Coronavirus diseases are caused by viruses in the coronavirus subfamily, a group of related RNA viruses that cause diseases in mammals and birds. In humans and birds, the group of viruses cause respiratory tract infections that can range from mild to lethal. Mild illnesses in humans include some cases of the common cold (which is also caused by other viruses, predominantly rhinoviruses), while more lethal varieties can cause SARS, MERS and COVID-19. As of 2021, 45 species are registered as coronaviruses, whilst 11 diseases have been identified, as listed below.

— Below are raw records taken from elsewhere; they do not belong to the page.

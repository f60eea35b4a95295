//! Issuer endpoint: verify a submitted proof and sync the earned reward to
//! the commerce counterpart.

use crate::{
    models::{ErrorResponse, MintRequest, MintResponse, WELLNESS_JOURNAL_ENTRY},
    services::{
        proof::ProofVerifier,
        sync::{RewardSync, SyncError},
    },
    utils::http::{extract_client_ip, extract_request_id},
};
use actix_web::{
    Error, HttpRequest, HttpResponse, Result, error::InternalError, error::JsonPayloadError, web,
};
use paperclip::actix::api_v2_operation;
use tracing::{info, warn};

/// Verify a proof and mint its reward
///
/// The reward is relayed to the commerce side as a signed sync under a fresh
/// transaction id.
#[api_v2_operation(
    summary = "Verify And Mint",
    description = "Checks the submitted proof, then syncs the reward to the commerce platform as an HMAC-signed event.",
    tags("Mint"),
    responses(
        (status = 200, description = "Proof accepted and reward synced", body = MintResponse),
        (status = 400, description = "Invalid proof or unencodable reward", body = ErrorResponse),
        (status = 409, description = "Commerce platform rejected the sync", body = ErrorResponse),
        (status = 502, description = "Commerce platform unreachable or misbehaving", body = ErrorResponse)
    )
)]
pub async fn verify_and_mint(
    req: HttpRequest,
    payload: web::Json<MintRequest>,
) -> Result<HttpResponse, Error> {
    let reward_sync = req
        .app_data::<web::Data<RewardSync>>()
        .ok_or_else(|| actix_web::error::ErrorServiceUnavailable("Reward sync not configured"))?;
    let proof_verifier = req
        .app_data::<web::Data<dyn ProofVerifier>>()
        .ok_or_else(|| actix_web::error::ErrorServiceUnavailable("Proof verifier not configured"))?;
    let request = payload.into_inner();

    if !proof_verifier.verify(&request.proof_data) {
        warn!(
            wallet_address = %request.wallet_address,
            ip_address = %extract_client_ip(&req),
            request_id = ?extract_request_id(&req),
            "Proof rejected"
        );
        return Ok(HttpResponse::BadRequest()
            .json(ErrorResponse::new("invalid_proof", "Proof verification failed")));
    }

    match reward_sync
        .sync(&request.wallet_address, request.reward_amount, WELLNESS_JOURNAL_ENTRY)
        .await
    {
        Ok(ack) => {
            info!(
                wallet_address = %request.wallet_address,
                transaction_id = %ack.transaction_id,
                request_id = ?extract_request_id(&req),
                "Reward minted"
            );
            Ok(HttpResponse::Ok().json(MintResponse {
                status: "success".to_string(),
                sync: ack,
            }))
        }
        Err(err) => Ok(sync_failure(&err)),
    }
}

fn sync_failure(err: &SyncError) -> HttpResponse {
    match err {
        SyncError::Encoding(_) => HttpResponse::BadRequest()
            .json(ErrorResponse::new("encoding_error", err.to_string())),
        SyncError::RemoteRejected { code, message, .. } => {
            HttpResponse::Conflict().json(ErrorResponse::new(code.as_str(), message.as_str()))
        }
        SyncError::Transport(_) => HttpResponse::BadGateway()
            .json(ErrorResponse::new("transport_error", err.to_string())),
        SyncError::ProtocolViolation(_) => HttpResponse::BadGateway()
            .json(ErrorResponse::new("protocol_violation", err.to_string())),
        SyncError::Signing(_) => HttpResponse::InternalServerError()
            .json(ErrorResponse::new("internal_error", "Reward could not be signed")),
    }
}

/// Renders malformed request bodies as an `invalid_request` [`ErrorResponse`]
pub fn invalid_request_handler(err: JsonPayloadError, _req: &HttpRequest) -> Error {
    let response =
        HttpResponse::BadRequest().json(ErrorResponse::new("invalid_request", err.to_string()));
    InternalError::from_response(err, response).into()
}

Coronaviruses are known for their shape resembling a stellar corona, such as that of the Sun visible during a total solar eclipse; corona is derived from Latin corōna 'garland, wreath, crown'. It was coined by Tony Waterson (professor of virology at St Thomas' Hospital) in a meeting with his colleagues June Almeida and David Tyrrell, the founding fathers of coronavirus studies, and was first used in a Nature article in 1968, with approval by the International Committee for the Nomenclature of Viruses three years later.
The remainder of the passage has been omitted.